MPEG Stream: "Nebulous"
MPEG Stream: "The Western Lands"
SANGRAAL Unearthly Night (Goatowarex) cd 14.98
Another fucked and demented and mysterious metal record, this one from the East Coast of the United States via Australian label Goatowarex. We weren't able to find out too much about these guys, other than the description: "Pure fucking depraved death metal lacking political goals or other such human bullshit." All right then. This may be 'death metal' although it definitely sounds to us, at different points, more like black metal and doom metal than death metal, and in fact it's some sort of confusional blend of the three. Some tracks are blazing fast, a roaring murky buzz, others are a lurching slow motion dirge, they even open with their own version of Mayhem's "Voice Of A Tortured Skull". The sound is super cavernous and lo-fi, with tons of natural reverb drenching the thrashing blackness in a thick cloak of ambient buzz, like it was recorded in some musty murky cave. That opening cover is a creepy Abruptum-ish ambient drone, with thick buzzing guitars and creepy anguished voices, and all sorts of weird sounds, which gives way to a super blackthrash freakout with buzzing riffs and blown out drums, the whole thing so in the red that it almost sounds like some sort of Merzbow-metal. The rest of the record shifts back and forth between totally fried black thrash and creepy ambient midtempo plod, and it's the doomier stuff that is the weirdest, with strangely obtuse riffs, lots of space, and fucked up arrangements. Halfway through there's another haunting ambient track, all organs and buzzy guitars, almost like Devil Doll or some Satanic wedding march or something, before lurching back into some killer Darkthrone style blackness.
MPEG Stream: "Voice Of A Torturred Skull"

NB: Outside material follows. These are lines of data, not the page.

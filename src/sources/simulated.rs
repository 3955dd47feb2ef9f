//! Simulated baseline book.
//!
//! Generates rows from the configured baseline table with a small,
//! reproducible jitter per poll. Backs `kind = "simulated"` sources and
//! the poller's fallback fill.

use anyhow::Result;
use async_trait::async_trait;
use rust_decimal::Decimal;
use std::sync::atomic::{AtomicU64, Ordering};
use std::sync::Arc;
use tracing::debug;

use super::QuoteSource;
use crate::config::{BaselineRow, SimulationConfig};
use crate::drift::{hash, shift_moneyline};
use crate::odds::probability_to_american;
use crate::types::{RawPrice, RawRow, SourceId};

/// Largest jitter, in American points, a book will apply.
pub const MAX_JITTER: i32 = 100;

#[derive(Debug, Clone, Default)]
pub struct SimulatedBook {
    rows: Vec<BaselineRow>,
    jitter: i32,
}

impl SimulatedBook {
    pub fn new(rows: Vec<BaselineRow>, jitter: i32) -> Self {
        Self {
            rows,
            jitter: jitter.clamp(0, MAX_JITTER),
        }
    }

    pub fn from_config(config: &SimulationConfig) -> Self {
        Self::new(config.baseline.clone(), config.jitter)
    }

    pub fn is_empty(&self) -> bool {
        self.rows.is_empty()
    }

    /// Whether the baseline has anything at all for `source`.
    pub fn covers(&self, source: &SourceId) -> bool {
        self.rows.iter().any(|row| {
            row.prices.contains_key(source)
                || row.lines.contains_key(source)
                || row.probabilities.contains_key(source)
        })
    }

    /// Jitter offset in `-jitter..=jitter`, fixed for a given
    /// `(source, outcome, generation)`.
    fn offset(&self, source: &SourceId, row: &BaselineRow, generation: u64) -> i32 {
        if self.jitter == 0 {
            return 0;
        }
        let jitter = self.jitter.unsigned_abs();
        let span = 2 * jitter + 1;
        let key = format!("{source}|{}|{}", row.entity, row.market);
        // Remainder is at most 2 * MAX_JITTER.
        (hash(&key, generation) % span) as i32 - self.jitter
    }

    /// Rows `source` would show at poll `generation`.
    pub fn rows_for(&self, source: &SourceId, generation: u64) -> Vec<RawRow> {
        self.rows
            .iter()
            .filter_map(|row| {
                let price = if let Some(&base) = row.prices.get(source) {
                    Some(shift_moneyline(base, self.offset(source, row, generation)))
                } else if let Some(&cents) = row.probabilities.get(source) {
                    let probability = Decimal::from(cents) / Decimal::from(100);
                    probability_to_american(probability).map(|odds| odds.value())
                } else {
                    None
                };
                let line = row
                    .lines
                    .get(source)
                    .cloned()
                    .or_else(|| row.prices.contains_key(source).then(|| row.line.clone()).flatten());

                if price.is_none() && line.is_none() {
                    return None;
                }
                Some(RawRow {
                    source_id: source.clone(),
                    entity: row.entity.clone(),
                    market: row.market.clone(),
                    price: price.map(|p| RawPrice::Number(i64::from(p))),
                    line,
                })
            })
            .collect()
    }
}

/// A source whose whole column comes from the baseline book.
pub struct SimulatedSource {
    id: SourceId,
    book: Arc<SimulatedBook>,
    polls: AtomicU64,
}

impl SimulatedSource {
    pub fn new(id: SourceId, book: Arc<SimulatedBook>) -> Self {
        Self {
            id,
            book,
            polls: AtomicU64::new(0),
        }
    }
}

#[async_trait]
impl QuoteSource for SimulatedSource {
    fn id(&self) -> &SourceId {
        &self.id
    }

    async fn fetch(&self) -> Result<Vec<RawRow>> {
        let generation = self.polls.fetch_add(1, Ordering::Relaxed) + 1;
        let rows = self.book.rows_for(&self.id, generation);
        debug!(source = %self.id, generation, rows = rows.len(), "Simulated rows generated");
        Ok(rows)
    }
}

// ---------------------------------------------------------------------------
// Tests
// ---------------------------------------------------------------------------
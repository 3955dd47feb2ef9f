//! Mock quote source for integration testing.
//!
//! Provides a deterministic `QuoteSource` whose rows, failure mode and
//! latency are all controllable from test code. In-memory, no network.

use anyhow::{anyhow, Result};
use async_trait::async_trait;
use std::sync::atomic::{AtomicUsize, Ordering};
use std::sync::{Arc, Mutex};
use std::time::Duration;

use oddsboard::sources::QuoteSource;
use oddsboard::types::{RawPrice, RawRow, SourceId};

pub struct MockSource {
    id: SourceId,
    rows: Arc<Mutex<Vec<RawRow>>>,
    /// If set, every fetch returns this error.
    force_error: Arc<Mutex<Option<String>>>,
    delay: Arc<Mutex<Option<Duration>>>,
    fetches: AtomicUsize,
}

impl MockSource {
    pub fn new(id: &str) -> Self {
        Self {
            id: SourceId::from(id),
            rows: Arc::new(Mutex::new(Vec::new())),
            force_error: Arc::new(Mutex::new(None)),
            delay: Arc::new(Mutex::new(None)),
            fetches: AtomicUsize::new(0),
        }
    }

    /// Add a priced row.
    pub fn quote(self, entity: &str, market: &str, price: &str) -> Self {
        self.rows.lock().unwrap().push(RawRow {
            source_id: self.id.clone(),
            entity: entity.to_string(),
            market: market.to_string(),
            price: Some(RawPrice::Text(price.to_string())),
            line: None,
        });
        self
    }

    pub fn set_error(&self, msg: &str) {
        *self.force_error.lock().unwrap() = Some(msg.to_string());
    }

    pub fn clear_error(&self) {
        *self.force_error.lock().unwrap() = None;
    }

    pub fn set_delay(&self, delay: Duration) {
        *self.delay.lock().unwrap() = Some(delay);
    }

    pub fn fetch_count(&self) -> usize {
        self.fetches.load(Ordering::SeqCst)
    }
}

#[async_trait]
impl QuoteSource for MockSource {
    fn id(&self) -> &SourceId {
        &self.id
    }

    async fn fetch(&self) -> Result<Vec<RawRow>> {
        self.fetches.fetch_add(1, Ordering::SeqCst);
        let delay = *self.delay.lock().unwrap();
        if let Some(delay) = delay {
            tokio::time::sleep(delay).await;
        }
        if let Some(msg) = self.force_error.lock().unwrap().clone() {
            return Err(anyhow!(msg));
        }
        Ok(self.rows.lock().unwrap().clone())
    }
}
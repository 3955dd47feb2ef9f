//! Implied-probability helpers.
//!
//! Converts prices to win probabilities, strips the bookmaker margin from
//! a two-way market, and scores fantasy lines against a sharp book.

use rust_decimal::Decimal;
use rust_decimal_macros::dec;
use serde::Serialize;
use tracing::debug;

use super::{decimal_to_american, AmericanOdds};
use crate::types::OddsboardError;

/// Win probability a five-pick flex entry needs to break even.
pub const DFS_BREAKEVEN_PROBABILITY: Decimal = dec!(0.542);

/// Implied win probability of an American price, margin included.
pub fn implied_probability(odds: AmericanOdds) -> Decimal {
    let value = Decimal::from(odds.value());
    if odds.value() < 0 {
        value.abs() / (value.abs() + dec!(100))
    } else {
        dec!(100) / (value + dec!(100))
    }
}

/// Margin-free probabilities of a two-way market, summing to one.
pub fn no_vig_probabilities(over: AmericanOdds, under: AmericanOdds) -> (Decimal, Decimal) {
    let over_prob = implied_probability(over);
    let under_prob = implied_probability(under);
    let total = over_prob + under_prob;
    (over_prob / total, under_prob / total)
}

/// Fair American price for a probability in `(0, 1)`.
///
/// Prediction markets quote cents; pass `cents / 100`.
pub fn probability_to_american(probability: Decimal) -> Option<AmericanOdds> {
    if probability <= Decimal::ZERO || probability >= Decimal::ONE {
        return None;
    }
    decimal_to_american(Decimal::ONE / probability)
}

// ---------------------------------------------------------------------------
// Fantasy line analysis
// ---------------------------------------------------------------------------

#[derive(Debug, Clone, Copy, PartialEq, Eq, Serialize)]
#[serde(rename_all = "UPPERCASE")]
pub enum FantasySide {
    Over,
    Under,
}

#[derive(Debug, Clone, PartialEq, Serialize)]
pub struct FantasyAnalysis {
    pub side: FantasySide,
    pub win_probability: Decimal,
    /// `win_probability - breakeven`; negative means no value.
    pub edge: Decimal,
    pub profitable: bool,
}

/// Score a fantasy line against a sharp book quoting the same line.
///
/// The favored side is the one with the higher no-vig probability.
pub fn analyze_fantasy_line(
    fantasy_line: Decimal,
    sharp_line: Decimal,
    sharp_over: AmericanOdds,
    sharp_under: AmericanOdds,
    breakeven: Decimal,
) -> Result<FantasyAnalysis, OddsboardError> {
    if fantasy_line != sharp_line {
        return Err(OddsboardError::LineMismatch {
            fantasy: fantasy_line,
            sharp: sharp_line,
        });
    }

    let (true_over, true_under) = no_vig_probabilities(sharp_over, sharp_under);
    let (side, win_probability) = if true_over > true_under {
        (FantasySide::Over, true_over)
    } else {
        (FantasySide::Under, true_under)
    };
    let edge = win_probability - breakeven;

    debug!(
        line = %fantasy_line,
        side = ?side,
        win_probability = %win_probability.round_dp(4),
        edge = %edge.round_dp(4),
        "Fantasy line analysed"
    );

    Ok(FantasyAnalysis {
        side,
        win_probability,
        edge,
        profitable: edge > Decimal::ZERO,
    })
}

// ---------------------------------------------------------------------------
// Tests
// ---------------------------------------------------------------------------
//! Configuration loading from TOML with environment variable resolution.
//!
//! Reads `oddsboard.toml` (or the file named by `ODDSBOARD_CONFIG`) and
//! deserializes into strongly-typed structs. Every section has defaults so
//! a minimal file only lists its sources. Secrets (feed API keys) are
//! referenced by env-var name in the config and resolved at runtime via
//! `std::env::var`.

use anyhow::{bail, Context, Result};
use serde::Deserialize;
use std::collections::BTreeMap;
use std::fs;
use std::time::Duration;

use crate::names::DEFAULT_CUTOFF;
use crate::sources::MAX_JITTER;
use crate::types::{LineValue, SourceId};

/// Default config path when `ODDSBOARD_CONFIG` is unset.
pub const DEFAULT_CONFIG_PATH: &str = "oddsboard.toml";
pub const CONFIG_PATH_ENV: &str = "ODDSBOARD_CONFIG";

/// Top-level application configuration.
#[derive(Debug, Deserialize, Clone, Default)]
#[serde(default)]
pub struct AppConfig {
    pub board: BoardConfig,
    pub names: NamesConfig,
    pub drift: DriftConfig,
    pub api: ApiConfig,
    pub sources: Vec<SourceConfig>,
    pub simulation: SimulationConfig,
}

#[derive(Debug, Deserialize, Clone)]
#[serde(default)]
pub struct BoardConfig {
    pub poll_interval_secs: u64,
    /// Per-source fetch timeout.
    pub source_timeout_ms: u64,
    /// Edge (in American points) at which a row becomes premium.
    pub premium_edge: i32,
    /// Outcomes always shown as premium, written `"<entity> | <market>"`.
    pub premium_outcomes: Vec<String>,
}

impl Default for BoardConfig {
    fn default() -> Self {
        Self {
            poll_interval_secs: 30,
            source_timeout_ms: 6_000,
            premium_edge: 10,
            premium_outcomes: Vec::new(),
        }
    }
}

impl BoardConfig {
    pub fn poll_interval(&self) -> Duration {
        Duration::from_secs(self.poll_interval_secs)
    }

    pub fn source_timeout(&self) -> Duration {
        Duration::from_millis(self.source_timeout_ms)
    }
}

#[derive(Debug, Deserialize, Clone)]
#[serde(default)]
pub struct NamesConfig {
    /// Minimum fuzzy score (0-100) to accept a match.
    pub cutoff: u8,
    /// Load the built-in league tables before the entries below.
    pub builtin_tables: bool,
    /// Extra canonical names, appended after the built-ins.
    pub entities: Vec<String>,
    /// Extra `alias = canonical` shortcuts.
    pub aliases: BTreeMap<String, String>,
}

impl Default for NamesConfig {
    fn default() -> Self {
        Self {
            cutoff: DEFAULT_CUTOFF,
            builtin_tables: true,
            entities: Vec::new(),
            aliases: BTreeMap::new(),
        }
    }
}

#[derive(Debug, Deserialize, Clone)]
#[serde(default)]
pub struct DriftConfig {
    pub cadence_secs: u64,
    /// Canonical entities marked live at startup.
    pub live_entities: Vec<String>,
}

impl Default for DriftConfig {
    fn default() -> Self {
        Self {
            cadence_secs: 10,
            live_entities: Vec::new(),
        }
    }
}

impl DriftConfig {
    pub fn cadence(&self) -> Duration {
        Duration::from_secs(self.cadence_secs)
    }
}

#[derive(Debug, Deserialize, Clone)]
#[serde(default)]
pub struct ApiConfig {
    pub enabled: bool,
    pub port: u16,
}

impl Default for ApiConfig {
    fn default() -> Self {
        Self {
            enabled: true,
            port: 8080,
        }
    }
}

#[derive(Debug, Deserialize, Clone, Copy, PartialEq, Eq)]
#[serde(rename_all = "lowercase")]
pub enum SourceKind {
    /// HTTP JSON feed.
    Feed,
    /// Rows generated from the simulation baseline.
    Simulated,
}

#[derive(Debug, Deserialize, Clone)]
pub struct SourceConfig {
    pub id: SourceId,
    pub kind: SourceKind,
    #[serde(default = "default_true")]
    pub enabled: bool,
    /// Feed URL (required for `kind = "feed"`).
    #[serde(default)]
    pub url: Option<String>,
    /// Env var holding the feed API key.
    #[serde(default)]
    pub api_key_env: Option<String>,
    #[serde(default = "default_api_key_header")]
    pub api_key_header: String,
    /// Fill this column from the simulation baseline when the source
    /// yields nothing.
    #[serde(default)]
    pub fallback: bool,
}

fn default_true() -> bool {
    true
}

fn default_api_key_header() -> String {
    "x-api-key".to_string()
}

#[derive(Debug, Deserialize, Clone)]
#[serde(default)]
pub struct SimulationConfig {
    /// Maximum jitter, in American points, applied per poll.
    pub jitter: i32,
    pub baseline: Vec<BaselineRow>,
}

impl Default for SimulationConfig {
    fn default() -> Self {
        Self {
            jitter: 8,
            baseline: Vec::new(),
        }
    }
}

/// One outcome of the simulation baseline.
#[derive(Debug, Deserialize, Clone, PartialEq)]
pub struct BaselineRow {
    pub entity: String,
    pub market: String,
    /// Line shown by every priced source.
    #[serde(default)]
    pub line: Option<LineValue>,
    /// American price per source.
    #[serde(default)]
    pub prices: BTreeMap<SourceId, i32>,
    /// Line-only quotes (fantasy sources), per source.
    #[serde(default)]
    pub lines: BTreeMap<SourceId, LineValue>,
    /// Prediction-market price in cents (1-99), per source.
    #[serde(default)]
    pub probabilities: BTreeMap<SourceId, u8>,
}

impl AppConfig {
    /// Load configuration from a TOML file.
    pub fn load(path: &str) -> Result<Self> {
        let contents = fs::read_to_string(path)
            .with_context(|| format!("Failed to read config file: {path}"))?;
        let config: AppConfig = toml::from_str(&contents)
            .with_context(|| format!("Failed to parse config file: {path}"))?;
        config
            .validate()
            .with_context(|| format!("Invalid config file: {path}"))?;
        Ok(config)
    }

    /// Load from `ODDSBOARD_CONFIG`, falling back to `oddsboard.toml`.
    pub fn load_default() -> Result<Self> {
        let path = std::env::var(CONFIG_PATH_ENV).unwrap_or_else(|_| DEFAULT_CONFIG_PATH.to_string());
        Self::load(&path)
    }

    /// Reject values the runtime cannot work with.
    pub fn validate(&self) -> Result<()> {
        if self.board.poll_interval_secs == 0 {
            bail!("board.poll_interval_secs must be positive");
        }
        if self.board.source_timeout_ms == 0 {
            bail!("board.source_timeout_ms must be positive");
        }
        if self.board.premium_edge < 0 {
            bail!("board.premium_edge must not be negative");
        }
        if self.names.cutoff > 100 {
            bail!("names.cutoff must be between 0 and 100, got {}", self.names.cutoff);
        }
        if self.drift.cadence_secs == 0 {
            bail!("drift.cadence_secs must be positive");
        }
        if !(0..=MAX_JITTER).contains(&self.simulation.jitter) {
            bail!(
                "simulation.jitter must be between 0 and {MAX_JITTER}, got {}",
                self.simulation.jitter
            );
        }

        let mut seen = std::collections::HashSet::new();
        for source in &self.sources {
            if !seen.insert(&source.id) {
                bail!("duplicate source id: {}", source.id);
            }
            if source.kind == SourceKind::Feed && source.enabled && source.url.is_none() {
                bail!("feed source {} has no url", source.id);
            }
        }
        for row in &self.simulation.baseline {
            if let Some((source, price)) = row.prices.iter().find(|(_, p)| **p == 0) {
                bail!("baseline price for {} / {} at {source} is {price}", row.entity, row.market);
            }
            if let Some((source, cents)) = row
                .probabilities
                .iter()
                .find(|(_, c)| **c == 0 || **c >= 100)
            {
                bail!("baseline probability for {} / {} at {source} is {cents}", row.entity, row.market);
            }
        }
        Ok(())
    }

    /// Every configured source id, in config order. These are the columns
    /// of the board.
    pub fn source_ids(&self) -> Vec<SourceId> {
        self.sources.iter().map(|s| s.id.clone()).collect()
    }

    /// Resolve an environment variable name to its value.
    /// Useful for loading secrets referenced in the config.
    pub fn resolve_env(env_name: &str) -> Result<String> {
        std::env::var(env_name)
            .with_context(|| format!("Environment variable not set: {env_name}"))
    }
}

MPEG Stream: "Autumn 1440"
MPEG Stream: "Eve Of Chaos"
SANGRE AMADO Inane (Catastrophic) cd 10.98
THIS IS CURRENTLY OUT OF PRINT OR OTHERWISE UNAVAILABLE TO US AT THE MOMENT, SO PLEASE DO NOT ORDER IT. SORRY. Local black/death metallers Sangre Amado finally release a (non-demo) cd, and it's wicked and dark and really good. Obviously influenced by the blackest of Norwegian metal technology, with nasty rasping (female!) vokills and epic riffing. Atypical of their Nordic heroes, however, Sangre Amado utilizes lots of scary cinematic sampling (Gummo perhaps?) in-between songs. Lastly, the raging drumming is courtesy of Li'l Sunshine, last heard on the amazing Weakling album!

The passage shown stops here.